What to do
Among the records that follow, count the lines where "models" appears, and state the count by itself.

----- Entries provided

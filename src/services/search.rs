//! Record search service.
//!
//! Searches run against one model at a time: a conjunction of typed field
//! filters, one sort key, and an offset/limit page. Every page carries the
//! exact filtered total, computed under the same lock as the page itself,
//! so callers can render pagination without a second query.
//!
//! # Filters
//!
//! Conditions are typed per operator family and checked against the target
//! field's type before any SQL is built:
//!
//! | Family | Conditions | Field types |
//! |--------|------------|-------------|
//! | Text | `TextContains`, `TextEquals`, `TextStartsWith`, `TextEndsWith`, `TextNotContains`, `TextNotEquals` | single-line, multi-line, email |
//! | Number | `NumberEquals`, `NumberGreaterThan`, `NumberLessThan` | number |
//! | Boolean | `BooleanEquals` | boolean |
//! | Temporal | `DateOn`, `DateBefore`, `DateAfter`, `DateBetween` | date, datetime |
//!
//! Needles are matched literally; `%` and `_` carry no wildcard meaning.
//! Records without a value never match a positive condition and always
//! match the negated text conditions.
//!
//! # Example
//!
//! ```rust,ignore
//! use tabula::{FilterCondition, RecordQuery, SortKey, SortOrder};
//!
//! let query = RecordQuery::new()
//!     .with_filter("status", FilterCondition::TextEquals("open".into()))
//!     .with_sort(SortKey::Field("total".into()), SortOrder::Descending)
//!     .with_page(0, 25);
//!
//! let page = service.search(invoice_id, &query)?;
//! println!("showing {} of {}", page.records.len(), page.total);
//! ```

use std::sync::Arc;

use crate::Result;
use crate::models::{ModelId, RecordPage, RecordQuery};
use crate::storage::RecordBackend;

/// Service for filtered, sorted, paged record search.
///
/// Reads through a [`RecordBackend`]; an API layer should gate calls with
/// the `view_records` permission.
pub struct SearchService {
    backend: Arc<dyn RecordBackend>,
}

impl SearchService {
    /// Creates a new search service with the given backend.
    #[must_use]
    pub fn new(backend: Arc<dyn RecordBackend>) -> Self {
        Self { backend }
    }

    /// Runs a search and returns one page of results with the filtered
    /// total.
    ///
    /// # Arguments
    ///
    /// * `model_id` - Model whose records to search
    /// * `query` - Filters, sort, and page request
    ///
    /// # Errors
    ///
    /// Returns an error if:
    /// - A filter or sort names a field the model does not have
    /// - A condition's operator family does not fit its field's type
    /// - The page limit is zero or above the maximum
    /// - The model does not exist
    /// - Storage cannot be accessed
    pub fn search(&self, model_id: ModelId, query: &RecordQuery) -> Result<RecordPage> {
        let page = self.backend.search_records(model_id, query)?;

        tracing::debug!(
            model_id = %model_id,
            filters = query.filters.len(),
            returned = page.records.len(),
            total = page.total,
            "Search executed"
        );

        Ok(page)
    }
}

#[cfg(test)]
mod tests {
    use super::*;
    use serde_json::{Map as JsonMap, Value as JsonValue, json};

    use crate::Error;
    use crate::models::{FieldSpec, FieldType, FilterCondition, SortKey, SortOrder, UserId};
    use crate::storage::{SchemaBackend, SqliteStore};

    fn payload(value: JsonValue) -> JsonMap<String, JsonValue> {
        value.as_object().cloned().unwrap_or_default()
    }

    fn service_with_invoices() -> (SearchService, ModelId) {
        let store = Arc::new(SqliteStore::in_memory().unwrap());
        let model = store.create_model("Invoice", "", UserId::new()).unwrap();
        store
            .add_field(model.id, &FieldSpec::new("number", FieldType::SingleLineText))
            .unwrap();
        store
            .add_field(model.id, &FieldSpec::new("total", FieldType::Number))
            .unwrap();
        for (number, total) in [("INV-1", 10.0), ("INV-2", 20.0), ("DRAFT", 30.0)] {
            store
                .create_record(model.id, &payload(json!({ "number": number, "total": total })))
                .unwrap();
        }
        (SearchService::new(store), model.id)
    }

    #[test]
    fn test_filtered_search_with_total() {
        let (service, model_id) = service_with_invoices();

        let query = RecordQuery::new()
            .with_filter("number", FilterCondition::TextStartsWith("INV-".into()))
            .with_sort(SortKey::Field("total".into()), SortOrder::Descending);
        let page = service.search(model_id, &query).unwrap();

        assert_eq!(page.total, 2);
        assert_eq!(page.records.len(), 2);
        assert_eq!(
            page.records[0].values["number"],
            crate::models::FieldValue::Text("INV-2".into())
        );
    }

    #[test]
    fn test_unknown_filter_field_rejected() {
        let (service, model_id) = service_with_invoices();

        let query =
            RecordQuery::new().with_filter("serial", FilterCondition::TextEquals("x".into()));
        let err = service.search(model_id, &query).unwrap_err();
        assert!(matches!(err, Error::UnknownField { .. }));
    }

    #[test]
    fn test_page_limit_bounds_enforced() {
        let (service, model_id) = service_with_invoices();

        for limit in [0, 101] {
            let query = RecordQuery::new().with_page(0, limit);
            let err = service.search(model_id, &query).unwrap_err();
            assert!(matches!(err, Error::InvalidPageSize { .. }), "limit {limit}");
        }
    }
}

----------

Task answer
3